Mi spiace moltissimo ma era una decisione che dovevo prendere – ha ammesso Gattuso -. Ho vissuto la mia esperienza alla guida del Milan con grande passione, si è trattato di mesi indimenticabili.

Sfiorata la qualificazione in Champions: 68 punti, -1 rispetto a Inter e Atalanta

Nonostante il rapporto non certo idilliaco con Leonardo – anche il dirigente brasiliano lascerà il Milan -, il club scelse di confermargli la fiducia vivendo però un'annata difficile rispetto alle critiche dei tifosi e alle aspettative di un club che – a stagione in corso – ha cambiato ulteriormente pelle con l'arrivo al timone del neo amministratore, Gazidis, ex Arsenal. Ha chiuso a quota 68 punti, sfiorando il quarto posto. Va via con una squadra in Europa League e quinta in classifica, staccata appena di 1 punto dall'Inter e dall'Atalanta.

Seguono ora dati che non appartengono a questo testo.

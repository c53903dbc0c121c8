//! Implicit tag resolution for untagged nodes.
//!
//! Plain scalars resolve against the YAML 1.1 patterns (null, bool, int,
//! float, timestamp); quoted and block scalars are always strings.
//! Collections resolve to the standard seq/map tags.

use crate::node::{Node, NodeKind};
use once_cell::sync::Lazy;
use regex::Regex;
use yaml_rust2::scanner::TScalarStyle;

pub(crate) const TAG_NULL: &str = "tag:yaml.org,2002:null";
pub(crate) const TAG_BOOL: &str = "tag:yaml.org,2002:bool";
pub(crate) const TAG_INT: &str = "tag:yaml.org,2002:int";
pub(crate) const TAG_FLOAT: &str = "tag:yaml.org,2002:float";
pub(crate) const TAG_STR: &str = "tag:yaml.org,2002:str";
pub(crate) const TAG_TIMESTAMP: &str = "tag:yaml.org,2002:timestamp";
pub(crate) const TAG_SEQ: &str = "tag:yaml.org,2002:seq";
pub(crate) const TAG_MAP: &str = "tag:yaml.org,2002:map";

static NULL_RE: Lazy<Regex> = Lazy::new(|| Regex::new(r"^(?:~|null|Null|NULL|)$").unwrap());

static BOOL_RE: Lazy<Regex> = Lazy::new(|| {
    Regex::new(r"^(?:yes|Yes|YES|no|No|NO|true|True|TRUE|false|False|FALSE|on|On|ON|off|Off|OFF)$")
        .unwrap()
});

static INT_RE: Lazy<Regex> = Lazy::new(|| {
    Regex::new(
        r"^(?:[-+]?0b[0-1_]+|[-+]?0[0-7_]+|[-+]?(?:0|[1-9][0-9_]*)|[-+]?0x[0-9a-fA-F_]+|[-+]?[1-9][0-9_]*(?::[0-5]?[0-9])+)$",
    )
    .unwrap()
});

static FLOAT_RE: Lazy<Regex> = Lazy::new(|| {
    Regex::new(
        r"^(?:[-+]?(?:[0-9][0-9_]*)\.[0-9_]*(?:[eE][-+]?[0-9]+)?|\.[0-9_]+(?:[eE][-+]?[0-9]+)?|[-+]?[0-9][0-9_]*(?::[0-5]?[0-9])+\.[0-9_]*|[-+]?\.(?:inf|Inf|INF)|\.(?:nan|NaN|NAN))$",
    )
    .unwrap()
});

static TIMESTAMP_RE: Lazy<Regex> = Lazy::new(|| {
    Regex::new(
        r"^(?:[0-9][0-9][0-9][0-9]-[0-9][0-9]-[0-9][0-9]|[0-9][0-9][0-9][0-9]-[0-9][0-9]?-[0-9][0-9]?(?:[Tt]|[ \t]+)[0-9][0-9]?:[0-9][0-9]:[0-9][0-9](?:\.[0-9]*)?(?:[ \t]*(?:Z|[-+][0-9][0-9]?(?::[0-9][0-9])?))?)$",
    )
    .unwrap()
});

/// Resolve the implicit tag of an untagged node.
pub(crate) fn resolve(node: &Node) -> &'static str {
    match &node.kind {
        NodeKind::Sequence(_) => TAG_SEQ,
        NodeKind::Mapping(_) => TAG_MAP,
        NodeKind::Scalar { value, style } => resolve_scalar(value, *style),
    }
}

fn resolve_scalar(value: &str, style: TScalarStyle) -> &'static str {
    // only plain scalars participate in implicit resolution
    if !matches!(style, TScalarStyle::Plain) {
        return TAG_STR;
    }
    if NULL_RE.is_match(value) {
        TAG_NULL
    } else if BOOL_RE.is_match(value) {
        TAG_BOOL
    } else if INT_RE.is_match(value) {
        TAG_INT
    } else if FLOAT_RE.is_match(value) {
        TAG_FLOAT
    } else if TIMESTAMP_RE.is_match(value) {
        TAG_TIMESTAMP
    } else {
        TAG_STR
    }
}

/// Whether `text` is a well-formed YAML 1.1 timestamp.
pub(crate) fn is_timestamp(text: &str) -> bool {
    TIMESTAMP_RE.is_match(text)
}

/// Parse a YAML 1.1 integer: decimal, binary, octal, hex or sexagesimal,
/// with optional `_` separators.
pub(crate) fn parse_int(text: &str) -> Option<i64> {
    let cleaned = text.replace('_', "");
    let (negative, digits) = match cleaned.strip_prefix(['-', '+']) {
        Some(rest) => (cleaned.starts_with('-'), rest),
        None => (false, cleaned.as_str()),
    };

    let magnitude = if let Some(bin) = digits.strip_prefix("0b") {
        i64::from_str_radix(bin, 2).ok()?
    } else if let Some(hex) = digits.strip_prefix("0x") {
        i64::from_str_radix(hex, 16).ok()?
    } else if digits.contains(':') {
        digits
            .split(':')
            .try_fold(0i64, |acc, part| -> Option<i64> {
                let part: i64 = part.parse().ok()?;
                acc.checked_mul(60)?.checked_add(part)
            })?
    } else if digits.len() > 1 && digits.starts_with('0') {
        i64::from_str_radix(&digits[1..], 8).ok()?
    } else {
        digits.parse().ok()?
    };

    Some(if negative { -magnitude } else { magnitude })
}

/// Parse a YAML 1.1 float, including `.inf`/`.nan` and sexagesimal forms.
pub(crate) fn parse_float(text: &str) -> Option<f64> {
    let cleaned = text.replace('_', "");
    let lowered = cleaned.to_ascii_lowercase();

    match lowered.as_str() {
        ".inf" | "+.inf" => return Some(f64::INFINITY),
        "-.inf" => return Some(f64::NEG_INFINITY),
        ".nan" => return Some(f64::NAN),
        _ => {}
    }

    if cleaned.contains(':') {
        let (negative, rest) = match cleaned.strip_prefix(['-', '+']) {
            Some(r) => (cleaned.starts_with('-'), r),
            None => (false, cleaned.as_str()),
        };
        let value = rest
            .split(':')
            .try_fold(0f64, |acc, part| -> Option<f64> {
                let part: f64 = part.parse().ok()?;
                Some(acc * 60.0 + part)
            })?;
        return Some(if negative { -value } else { value });
    }

    cleaned.parse().ok()
}

#[cfg(test)]
mod tests {
    use super::*;
    use crate::node::Pos;

    fn scalar(value: &str, style: TScalarStyle) -> Node {
        Node {
            kind: NodeKind::Scalar {
                value: value.to_string(),
                style,
            },
            tag: None,
            pos: Pos { line0: 0, col0: 0 },
        }
    }

    #[test]
    fn test_plain_scalar_resolution() {
        let cases = [
            ("~", TAG_NULL),
            ("", TAG_NULL),
            ("yes", TAG_BOOL),
            ("False", TAG_BOOL),
            ("42", TAG_INT),
            ("-0x1f", TAG_INT),
            ("190:20:30", TAG_INT),
            ("3.14", TAG_FLOAT),
            (".inf", TAG_FLOAT),
            ("2001-12-14 21:59:43.10 -5", TAG_TIMESTAMP),
            ("2002-12-14", TAG_TIMESTAMP),
            ("hello", TAG_STR),
            ("12 monkeys", TAG_STR),
        ];
        for (value, expected) in cases {
            assert_eq!(
                resolve(&scalar(value, TScalarStyle::Plain)),
                expected,
                "resolving {value:?}"
            );
        }
    }

    #[test]
    fn test_quoted_scalars_stay_strings() {
        assert_eq!(resolve(&scalar("42", TScalarStyle::SingleQuoted)), TAG_STR);
        assert_eq!(resolve(&scalar("null", TScalarStyle::DoubleQuoted)), TAG_STR);
        assert_eq!(resolve(&scalar("1.5", TScalarStyle::Literal)), TAG_STR);
    }

    #[test]
    fn test_parse_int_forms() {
        assert_eq!(parse_int("42"), Some(42));
        assert_eq!(parse_int("-17"), Some(-17));
        assert_eq!(parse_int("1_000"), Some(1000));
        assert_eq!(parse_int("0b1010"), Some(10));
        assert_eq!(parse_int("0x1F"), Some(31));
        assert_eq!(parse_int("0755"), Some(493));
        assert_eq!(parse_int("190:20:30"), Some(685_230));
        assert_eq!(parse_int("0"), Some(0));
    }

    #[test]
    fn test_parse_float_forms() {
        assert_eq!(parse_float("3.25"), Some(3.25));
        assert_eq!(parse_float("-1_2.5"), Some(-12.5));
        assert_eq!(parse_float(".inf"), Some(f64::INFINITY));
        assert_eq!(parse_float("-.Inf"), Some(f64::NEG_INFINITY));
        assert!(parse_float(".nan").unwrap().is_nan());
        assert!((parse_float("190:20:30.15").unwrap() - 685_230.15).abs() < 1e-6);
    }
}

Qual è la prossima squadra che può allenare Gattuso

Cosa farà adesso? Voci di mercato, che in questo periodo pullulano e riempiono il vuoto di gare provocato dalla fine del campionato, sussurrano che non resterà fermo. Ad attenderlo potrebbe esserci la panchina della Roma che – come il Milan – è senza allenatore.